### EXERCISE DETAILS:
Would you return every line of the listing below that has "before" in it?
BEGIN DATA EXTRACT
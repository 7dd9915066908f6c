//! Organizations API endpoints
//!
//! Maps to `/api/1/organizations`. A successful listing also refreshes the
//! client's organization cache (see [`IikoClient::cached_organizations`]).

use super::Caller;
use crate::client::IikoClient;
use crate::error::ApiResult;
use crate::response::Outcome;
use serde::{Deserialize, Serialize};
use std::time::Duration;
use tracing::debug;

const ORGANIZATIONS_PATH: &str = "/api/1/organizations";

/// Organizations API interface
#[derive(Clone, Debug)]
pub struct OrganizationsApi {
    caller: Caller,
}

impl OrganizationsApi {
    /// Create a new organizations API interface
    pub(crate) fn new(client: IikoClient) -> Self {
        Self {
            caller: Caller::new(client),
        }
    }

    /// Override the vendor `Timeout` for calls made through this interface
    #[must_use]
    pub fn with_timeout(mut self, timeout: Duration) -> Self {
        self.caller.set_timeout(timeout);
        self
    }

    /// List organizations available to the API login
    ///
    /// POST /api/1/organizations
    pub async fn list(
        &self,
        params: &ListOrganizationsParams,
    ) -> ApiResult<Outcome<OrganizationsResponse>> {
        let outcome: Outcome<OrganizationsResponse> =
            self.caller.call(ORGANIZATIONS_PATH, params).await?;

        if let Outcome::Success(ref response) = outcome {
            debug!(count = response.organizations.len(), "Caching organizations");
            self.caller.client().cache_organizations(&response.organizations);
        }
        Ok(outcome)
    }
}

// ============================================================================
// Request/Response Types
// ============================================================================

/// Parameters for listing organizations
#[derive(Debug, Clone, Default, Serialize, Deserialize)]
#[serde(rename_all = "camelCase")]
pub struct ListOrganizationsParams {
    /// Restrict the listing to these organizations
    #[serde(skip_serializing_if = "Option::is_none")]
    pub organization_ids: Option<Vec<String>>,
    /// Ask for the extended organization shape
    #[serde(skip_serializing_if = "Option::is_none")]
    pub return_additional_info: Option<bool>,
    /// Include disabled organizations
    #[serde(skip_serializing_if = "Option::is_none")]
    pub include_disabled: Option<bool>,
}

impl ListOrganizationsParams {
    /// Restrict the listing to the given organizations
    #[must_use]
    pub fn with_organization_ids(mut self, ids: Vec<String>) -> Self {
        self.organization_ids = Some(ids);
        self
    }

    /// Request additional organization info
    #[must_use]
    pub fn with_additional_info(mut self, enabled: bool) -> Self {
        self.return_additional_info = Some(enabled);
        self
    }

    /// Include disabled organizations
    #[must_use]
    pub fn with_disabled(mut self, enabled: bool) -> Self {
        self.include_disabled = Some(enabled);
        self
    }
}

/// Simple or extended organization shape
#[derive(Debug, Clone, Copy, PartialEq, Eq, Serialize, Deserialize)]
pub enum ResponseType {
    /// Id and name only
    Simple,
    /// Full organization settings
    Extended,
}

/// Address format configured for an organization
#[derive(Debug, Clone, Copy, PartialEq, Eq, Serialize, Deserialize)]
pub enum AddressFormatType {
    /// Street-based legacy format
    Legacy,
    /// City-based format
    City,
    /// International format
    International,
    /// International format without postcode
    IntNoPostcode,
}

/// An organization visible to the API login
#[derive(Debug, Clone, PartialEq, Serialize, Deserialize)]
#[serde(rename_all = "camelCase")]
pub struct Organization {
    /// Organization ID
    pub id: String,
    /// Organization name
    pub name: String,
    /// Country
    pub country: Option<String>,
    /// Restaurant address
    pub restaurant_address: Option<String>,
    /// Latitude
    pub latitude: Option<f64>,
    /// Longitude
    pub longitude: Option<f64>,
    /// Whether the UAE addressing system is in use
    pub use_uae_addressing_system: Option<bool>,
    /// iikoRMS version
    pub version: Option<String>,
    /// Currency ISO code
    pub currency_iso_name: Option<String>,
    /// Smallest currency denomination
    pub currency_minimum_denomination: Option<f64>,
    /// Country phone code
    pub country_phone_code: Option<String>,
    /// Whether deliveries must carry a marketing source
    pub marketing_source_required_in_delivery: Option<bool>,
    /// Default delivery city
    pub default_delivery_city_id: Option<String>,
    /// Cities served by delivery
    pub delivery_city_ids: Option<Vec<String>>,
    /// Delivery service type
    pub delivery_service_type: Option<String>,
    /// Default payment type for call-center orders
    pub default_call_center_payment_type_id: Option<String>,
    /// Whether order item comments are enabled
    pub order_item_comment_enabled: Option<bool>,
    /// Taxpayer identification number
    pub inn: Option<String>,
    /// Address format
    pub address_format_type: Option<AddressFormatType>,
    /// Whether delivery confirmation is enabled
    pub is_confirmation_enabled: Option<bool>,
    /// Interval during which confirmation is allowed
    pub confirm_allowed_interval_in_minutes: Option<i64>,
    /// Response shape
    pub response_type: Option<ResponseType>,
}

impl std::fmt::Display for Organization {
    fn fmt(&self, f: &mut std::fmt::Formatter<'_>) -> std::fmt::Result {
        f.write_str(&self.name)
    }
}

/// Response of the organizations listing
#[derive(Debug, Clone, PartialEq, Serialize, Deserialize)]
#[serde(rename_all = "camelCase")]
pub struct OrganizationsResponse {
    /// Operation ID
    pub correlation_id: Option<String>,
    /// Organizations
    #[serde(default)]
    pub organizations: Vec<Organization>,
}

impl OrganizationsResponse {
    /// IDs of the listed organizations
    #[must_use]
    pub fn ids(&self) -> Vec<String> {
        self.organizations.iter().map(|o| o.id.clone()).collect()
    }
}

#[cfg(test)]
mod tests {
    use super::*;
    use serde_json::json;

    #[test]
    fn test_params_skip_absent_fields() {
        let params = ListOrganizationsParams::default();
        assert_eq!(serde_json::to_value(&params).unwrap(), json!({}));

        let params = ListOrganizationsParams::default()
            .with_organization_ids(vec!["org-1".to_string()])
            .with_additional_info(true);
        assert_eq!(
            serde_json::to_value(&params).unwrap(),
            json!({"organizationIds": ["org-1"], "returnAdditionalInfo": true})
        );
    }

    #[test]
    fn test_organizations_response_parse() {
        let response: OrganizationsResponse = serde_json::from_value(json!({
            "correlationId": "c-1",
            "organizations": [
                {"id": "org-1", "name": "Main", "responseType": "Simple"},
                {
                    "id": "org-2",
                    "name": "Second",
                    "country": "RU",
                    "latitude": 55.75,
                    "addressFormatType": "IntNoPostcode",
                    "responseType": "Extended"
                }
            ]
        }))
        .unwrap();

        assert_eq!(response.ids(), vec!["org-1", "org-2"]);
        assert_eq!(response.organizations[0].to_string(), "Main");
        assert_eq!(
            response.organizations[1].address_format_type,
            Some(AddressFormatType::IntNoPostcode)
        );
        assert_eq!(response.organizations[1].response_type, Some(ResponseType::Extended));
    }
}
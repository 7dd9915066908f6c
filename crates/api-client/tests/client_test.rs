//! Session and dispatch behavior against a mock iiko server

use iiko_cloud_api::endpoints::organizations::ListOrganizationsParams;
use iiko_cloud_api::prelude::*;
use mockito::{Matcher, Server, ServerGuard};
use serde_json::{json, Value};
use std::time::Duration;

const TOKEN_PATH: &str = "/api/1/access_token";
const ORGANIZATIONS_PATH: &str = "/api/1/organizations";

fn config(server: &ServerGuard) -> ClientConfig {
    ClientConfig::new("test-login").with_base_url(server.url())
}

async fn client_with_token(server: &ServerGuard, token: &str) -> IikoClient {
    IikoClient::with_config(config(server).with_working_token(token))
        .await
        .unwrap()
}

fn organizations_body() -> String {
    json!({
        "correlationId": "c-orgs",
        "organizations": [
            {"id": "org-1", "name": "Central Kitchen"},
            {"id": "org-2", "name": "Riverside"}
        ]
    })
    .to_string()
}

#[tokio::test]
async fn test_working_token_call_skips_exchange() {
    let mut server = Server::new_async().await;
    let exchange = server
        .mock("POST", TOKEN_PATH)
        .expect(0)
        .create_async()
        .await;
    let orgs = server
        .mock("POST", ORGANIZATIONS_PATH)
        .match_header("authorization", "Bearer preset")
        .with_status(200)
        .with_body(organizations_body())
        .expect(1)
        .create_async()
        .await;

    let client = client_with_token(&server, "preset").await;
    let outcome = client
        .organizations()
        .list(&ListOrganizationsParams::default())
        .await
        .unwrap();

    assert!(outcome.is_success());
    exchange.assert_async().await;
    orgs.assert_async().await;
}

#[tokio::test]
async fn test_construction_exchanges_login_once() {
    let mut server = Server::new_async().await;
    let exchange = server
        .mock("POST", TOKEN_PATH)
        .match_body(Matcher::Json(json!({"apiLogin": "test-login"})))
        .with_status(200)
        .with_body(r#"{"correlationId":"c-token","token":"fresh"}"#)
        .expect(1)
        .create_async()
        .await;
    let orgs = server
        .mock("POST", ORGANIZATIONS_PATH)
        .match_header("authorization", "Bearer fresh")
        .with_status(200)
        .with_body(organizations_body())
        .expect(2)
        .create_async()
        .await;

    let client = IikoClient::with_config(config(&server)).await.unwrap();
    assert_eq!(client.token().as_deref(), Some("fresh"));

    for _ in 0..2 {
        let outcome = client
            .organizations()
            .list(&ListOrganizationsParams::default())
            .await
            .unwrap();
        assert!(outcome.is_success());
    }

    exchange.assert_async().await;
    orgs.assert_async().await;
}

#[tokio::test]
async fn test_unauthorized_triggers_one_refresh_and_replay() {
    let mut server = Server::new_async().await;
    let rejected = server
        .mock("POST", ORGANIZATIONS_PATH)
        .match_header("authorization", "Bearer old")
        .with_status(401)
        .with_body("Unauthorized")
        .expect(1)
        .create_async()
        .await;
    let exchange = server
        .mock("POST", TOKEN_PATH)
        .with_status(200)
        .with_body(r#"{"token":"new"}"#)
        .expect(1)
        .create_async()
        .await;
    let replayed = server
        .mock("POST", ORGANIZATIONS_PATH)
        .match_header("authorization", "Bearer new")
        .with_status(200)
        .with_body(organizations_body())
        .expect(1)
        .create_async()
        .await;

    let client = client_with_token(&server, "old").await;
    let response = client
        .organizations()
        .list(&ListOrganizationsParams::default())
        .await
        .unwrap()
        .success()
        .unwrap();

    assert_eq!(response.ids(), vec!["org-1", "org-2"]);
    assert_eq!(client.token().as_deref(), Some("new"));
    rejected.assert_async().await;
    exchange.assert_async().await;
    replayed.assert_async().await;
}

#[tokio::test]
async fn test_second_unauthorized_is_a_fault() {
    let mut server = Server::new_async().await;
    let rejected = server
        .mock("POST", ORGANIZATIONS_PATH)
        .with_status(401)
        .with_body("Unauthorized")
        .expect(2)
        .create_async()
        .await;
    let exchange = server
        .mock("POST", TOKEN_PATH)
        .with_status(200)
        .with_body(r#"{"token":"still-bad"}"#)
        .expect(1)
        .create_async()
        .await;

    let client = client_with_token(&server, "old").await;
    let err = client
        .organizations()
        .list(&ListOrganizationsParams::default())
        .await
        .unwrap_err();

    assert!(err.is_transport_error());
    assert!(err.to_string().contains("401"));
    rejected.assert_async().await;
    exchange.assert_async().await;
}

#[tokio::test]
async fn test_error_payload_with_success_status() {
    let mut server = Server::new_async().await;
    server
        .mock("POST", "/api/1/cancel_causes")
        .with_status(200)
        .with_body(r#"{"errorDescription":"bad id"}"#)
        .create_async()
        .await;

    let client = client_with_token(&server, "tok").await;
    let outcome = client
        .dictionaries()
        .cancel_causes(&["org-1"])
        .await
        .unwrap();

    let error = outcome.error().unwrap();
    assert_eq!(error.error_description.as_deref(), Some("bad id"));
    assert_eq!(error.status_code, Some(200));
}

#[tokio::test]
async fn test_error_payload_with_client_error_status() {
    let mut server = Server::new_async().await;
    server
        .mock("POST", "/api/1/cancel_causes")
        .with_status(400)
        .with_body(
            json!({
                "correlationId": "c1",
                "errorDescription": "Organization not found",
                "error": "ORG_NOT_FOUND"
            })
            .to_string(),
        )
        .create_async()
        .await;

    let client = client_with_token(&server, "tok").await;
    let error = client
        .dictionaries()
        .cancel_causes(&["missing"])
        .await
        .unwrap()
        .error()
        .unwrap();

    assert_eq!(error.status_code, Some(400));
    assert_eq!(error.error.as_deref(), Some("ORG_NOT_FOUND"));
    assert_eq!(error.correlation_id.as_deref(), Some("c1"));
}

#[tokio::test]
async fn test_token_exchange_error_description() {
    let mut server = Server::new_async().await;
    server
        .mock("POST", TOKEN_PATH)
        .with_status(401)
        .with_body(r#"{"errorDescription":"Login 'test-login' is not authorized"}"#)
        .create_async()
        .await;

    let err = IikoClient::with_config(config(&server)).await.unwrap_err();
    assert!(err.is_token_error());
    assert!(err.to_string().contains("is not authorized"));
}

#[tokio::test]
async fn test_non_json_body_is_a_fault() {
    let mut server = Server::new_async().await;
    server
        .mock("POST", ORGANIZATIONS_PATH)
        .with_status(502)
        .with_body("<html>Bad Gateway</html>")
        .create_async()
        .await;

    let client = client_with_token(&server, "tok").await;
    let err = client
        .organizations()
        .list(&ListOrganizationsParams::default())
        .await
        .unwrap_err();

    assert!(err.is_transport_error());
    assert!(client.last_response().is_none());
}

#[tokio::test]
async fn test_empty_ids_send_nothing() {
    let mut server = Server::new_async().await;
    let never = server
        .mock("POST", Matcher::Any)
        .expect(0)
        .create_async()
        .await;

    let client = client_with_token(&server, "tok").await;
    let empty: Vec<String> = Vec::new();

    let err = client.dictionaries().payment_types(&empty).await.unwrap_err();
    assert!(err.is_parameter_error());
    let err = client
        .terminal_groups()
        .is_alive(&["org"], &empty)
        .await
        .unwrap_err();
    assert!(err.is_parameter_error());

    never.assert_async().await;
}

#[tokio::test]
async fn test_raw_call_returns_body_unchanged() {
    let mut server = Server::new_async().await;
    let body = json!({"errorDescription": "bad id", "extra": [1, 2, 3]});
    server
        .mock("POST", "/api/1/custom")
        .match_body(Matcher::Json(json!({})))
        .with_status(400)
        .with_body(body.to_string())
        .create_async()
        .await;

    let client = client_with_token(&server, "tok").await;
    let raw = client
        .post_raw::<Value>("/api/1/custom", None, None)
        .await
        .unwrap();

    assert_eq!(raw, body);
    assert_eq!(client.last_response(), Some(body));
}

#[tokio::test]
async fn test_listing_fills_organization_cache() {
    let mut server = Server::new_async().await;
    server
        .mock("POST", ORGANIZATIONS_PATH)
        .with_status(200)
        .with_body(organizations_body())
        .create_async()
        .await;

    let client = client_with_token(&server, "tok").await;
    assert!(client.organization_ids().is_none());

    client
        .organizations()
        .list(&ListOrganizationsParams::default())
        .await
        .unwrap();

    assert_eq!(
        client.organization_ids(),
        Some(vec!["org-1".to_string(), "org-2".to_string()])
    );
    let cached = client.cached_organizations().unwrap();
    assert_eq!(cached[0].name, "Central Kitchen");

    let last = client.last_response().unwrap();
    assert_eq!(last["correlationId"], "c-orgs");
}

#[tokio::test]
async fn test_timeout_and_custom_headers() {
    let mut server = Server::new_async().await;
    let default_timeout = server
        .mock("POST", "/api/1/cancel_causes")
        .match_header("timeout", "15")
        .match_header("x-source", "pos")
        .match_header("content-type", "application/json")
        .match_header("x-request-id", Matcher::Any)
        .with_status(200)
        .with_body(r#"{"cancelCauses":[]}"#)
        .expect(1)
        .create_async()
        .await;
    let long_timeout = server
        .mock("POST", "/api/1/payment_types")
        .match_header("timeout", "45")
        .with_status(200)
        .with_body(r#"{"paymentTypes":[]}"#)
        .expect(1)
        .create_async()
        .await;

    let client = IikoClient::with_config(
        config(&server)
            .with_working_token("tok")
            .with_header("X-Source", "pos"),
    )
    .await
    .unwrap();

    client.dictionaries().cancel_causes(&["org"]).await.unwrap();
    client
        .dictionaries()
        .with_timeout(Duration::from_secs(45))
        .payment_types(&["org"])
        .await
        .unwrap();

    default_timeout.assert_async().await;
    long_timeout.assert_async().await;
}

#[tokio::test]
async fn test_sub_second_timeouts_round_up() {
    let mut server = Server::new_async().await;
    let half_second = server
        .mock("POST", "/api/1/tips_types")
        .match_header("timeout", "1")
        .with_status(200)
        .with_body(r#"{"tipsTypes":[]}"#)
        .expect(1)
        .create_async()
        .await;
    let one_and_a_half = server
        .mock("POST", "/api/1/cancel_causes")
        .match_header("timeout", "2")
        .with_status(200)
        .with_body(r#"{"cancelCauses":[]}"#)
        .expect(1)
        .create_async()
        .await;

    let client = IikoClient::with_config(
        config(&server)
            .with_working_token("tok")
            .with_request_timeout(Duration::from_millis(500)),
    )
    .await
    .unwrap();

    client.dictionaries().tips_types().await.unwrap();
    client
        .dictionaries()
        .with_timeout(Duration::from_millis(1500))
        .cancel_causes(&["org"])
        .await
        .unwrap();

    half_second.assert_async().await;
    one_and_a_half.assert_async().await;
}

#[tokio::test]
async fn test_connection_failure_is_a_fault() {
    // Nothing listens on port 9.
    let client = IikoClient::with_config(
        ClientConfig::new("test-login")
            .with_base_url("http://127.0.0.1:9")
            .with_working_token("tok"),
    )
    .await
    .unwrap();

    let err = client
        .dictionaries()
        .cancel_causes(&["org"])
        .await
        .unwrap_err();

    assert!(err.is_transport_error());
    match &err {
        ApiError::RequestFailed { context, .. } => {
            assert_eq!(context.endpoint, "/api/1/cancel_causes");
            assert_eq!(context.method, "POST");
            assert!(context.request_id.is_some());
        }
        other => panic!("expected RequestFailed, got {other:?}"),
    }
    assert!(err.to_string().contains("/api/1/cancel_causes"));
    assert!(client.last_response().is_none());
}

#[tokio::test]
async fn test_manual_refresh_replaces_token() {
    let mut server = Server::new_async().await;
    server
        .mock("POST", TOKEN_PATH)
        .with_status(200)
        .with_body(r#"{"token":"second"}"#)
        .create_async()
        .await;

    let client = client_with_token(&server, "first").await;
    let before = client.token_acquired_at().unwrap();

    let state = client.refresh_token().await.unwrap();
    assert_eq!(state.token(), "second");
    assert_eq!(client.token().as_deref(), Some("second"));
    assert!(client.token_acquired_at().unwrap() >= before);
    assert!(!client.ensure_fresh_token().await.unwrap());
}
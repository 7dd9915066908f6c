//! Address dictionary endpoints: regions, cities and streets

use super::dictionaries::OrganizationIdsRequest;
use super::{require_ids, Caller};
use crate::client::IikoClient;
use crate::error::ApiResult;
use crate::response::Outcome;
use serde::{Deserialize, Serialize};
use std::time::Duration;

/// Addresses API interface
#[derive(Clone, Debug)]
pub struct AddressesApi {
    caller: Caller,
}

impl AddressesApi {
    pub(crate) fn new(client: IikoClient) -> Self {
        Self {
            caller: Caller::new(client),
        }
    }

    /// Override the vendor `Timeout` for calls made through this interface
    #[must_use]
    pub fn with_timeout(mut self, timeout: Duration) -> Self {
        self.caller.set_timeout(timeout);
        self
    }

    /// Regions
    ///
    /// POST /api/1/regions
    pub async fn regions<S: AsRef<str>>(
        &self,
        organization_ids: &[S],
    ) -> ApiResult<Outcome<RegionsResponse>> {
        require_ids("regions", "organization_ids", organization_ids)?;
        self.caller
            .call("/api/1/regions", &OrganizationIdsRequest::new(organization_ids))
            .await
    }

    /// Cities
    ///
    /// POST /api/1/cities
    pub async fn cities<S: AsRef<str>>(
        &self,
        organization_ids: &[S],
    ) -> ApiResult<Outcome<CitiesResponse>> {
        require_ids("cities", "organization_ids", organization_ids)?;
        self.caller
            .call("/api/1/cities", &OrganizationIdsRequest::new(organization_ids))
            .await
    }

    /// Streets of a city
    ///
    /// POST /api/1/streets/by_city
    pub async fn streets_by_city(
        &self,
        organization_id: &str,
        city_id: &str,
    ) -> ApiResult<Outcome<StreetsResponse>> {
        self.caller
            .call(
                "/api/1/streets/by_city",
                &StreetsRequest {
                    organization_id,
                    city_id,
                },
            )
            .await
    }
}

// ============================================================================
// Request/Response Types
// ============================================================================

#[derive(Serialize)]
#[serde(rename_all = "camelCase")]
struct StreetsRequest<'a> {
    organization_id: &'a str,
    city_id: &'a str,
}

/// A region
#[derive(Debug, Clone, PartialEq, Eq, Serialize, Deserialize)]
#[serde(rename_all = "camelCase")]
pub struct Region {
    /// ID
    pub id: String,
    /// Name
    pub name: String,
    /// Revision in the external system
    pub external_revision: Option<i64>,
    /// Deleted
    #[serde(default)]
    pub is_deleted: bool,
}

/// Regions of one organization
#[derive(Debug, Clone, PartialEq, Eq, Serialize, Deserialize)]
#[serde(rename_all = "camelCase")]
pub struct OrganizationRegions {
    /// Organization ID
    pub organization_id: String,
    /// Regions
    #[serde(default)]
    pub items: Vec<Region>,
}

/// Response of `regions`
#[derive(Debug, Clone, PartialEq, Eq, Serialize, Deserialize)]
#[serde(rename_all = "camelCase")]
pub struct RegionsResponse {
    /// Operation ID
    pub correlation_id: Option<String>,
    /// Regions grouped by organization
    #[serde(default)]
    pub regions: Vec<OrganizationRegions>,
}

/// A city
#[derive(Debug, Clone, PartialEq, Eq, Serialize, Deserialize)]
#[serde(rename_all = "camelCase")]
pub struct City {
    /// ID
    pub id: String,
    /// Name
    pub name: String,
    /// Revision in the external system
    pub external_revision: Option<i64>,
    /// Deleted
    #[serde(default)]
    pub is_deleted: bool,
    /// KLADR classifier ID
    pub classifier_id: Option<String>,
    /// Additional information
    pub additional_info: Option<String>,
}

/// Cities of one organization
#[derive(Debug, Clone, PartialEq, Eq, Serialize, Deserialize)]
#[serde(rename_all = "camelCase")]
pub struct OrganizationCities {
    /// Organization ID
    pub organization_id: String,
    /// Cities
    #[serde(default)]
    pub items: Vec<City>,
}

/// Response of `cities`
#[derive(Debug, Clone, PartialEq, Eq, Serialize, Deserialize)]
#[serde(rename_all = "camelCase")]
pub struct CitiesResponse {
    /// Operation ID
    pub correlation_id: Option<String>,
    /// Cities grouped by organization
    #[serde(default)]
    pub cities: Vec<OrganizationCities>,
}

impl CitiesResponse {
    /// Find a city by name across organizations, ignoring deleted ones
    #[must_use]
    pub fn find_by_name(&self, name: &str) -> Option<&City> {
        self.cities
            .iter()
            .flat_map(|o| o.items.iter())
            .find(|c| !c.is_deleted && c.name == name)
    }
}

/// A street
#[derive(Debug, Clone, PartialEq, Eq, Serialize, Deserialize)]
#[serde(rename_all = "camelCase")]
pub struct Street {
    /// ID
    pub id: String,
    /// Name
    pub name: String,
    /// Revision in the external system
    pub external_revision: Option<i64>,
    /// KLADR classifier ID
    pub classifier_id: Option<String>,
    /// Deleted
    #[serde(default)]
    pub is_deleted: bool,
}

/// Response of `streets_by_city`
#[derive(Debug, Clone, PartialEq, Eq, Serialize, Deserialize)]
#[serde(rename_all = "camelCase")]
pub struct StreetsResponse {
    /// Operation ID
    pub correlation_id: Option<String>,
    /// Streets
    #[serde(default)]
    pub streets: Vec<Street>,
}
END DATA EXTRACT
### YOUR RESPONSE:
    let before = client.token_acquired_at().unwrap();
    assert!(client.token_acquired_at().unwrap() >= before);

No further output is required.